**THE DATA:**
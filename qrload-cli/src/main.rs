use clap::Parser;
use qrload_cli::Cli;
use std::process::ExitCode;
use tracing::error;
use tracing_subscriber::{EnvFilter, FmtSubscriber};

#[tokio::main]
async fn main() -> ExitCode {
    FmtSubscriber::builder()
        .with_env_filter(
            EnvFilter::try_from_default_env()
                .unwrap_or_else(|_| EnvFilter::new("qrload=info,qrload_cli=info")),
        )
        .init();

    let cli = Cli::parse();
    match qrload_cli::run(&cli).await {
        Ok(_) => ExitCode::SUCCESS,
        Err(err) => {
            error!("{err:#}");
            ExitCode::FAILURE
        }
    }
}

**ACTIVITY:**
Could you print, exactly and with nothing else, the lines from the one containing "let cli = Cli::parse();" through the last line of the records above?

**FINISHED EXERCISE:**
    let cli = Cli::parse();
    match qrload_cli::run(&cli).await {
        Ok(_) => ExitCode::SUCCESS,
        Err(err) => {
            error!("{err:#}");
            ExitCode::FAILURE
        }
    }
}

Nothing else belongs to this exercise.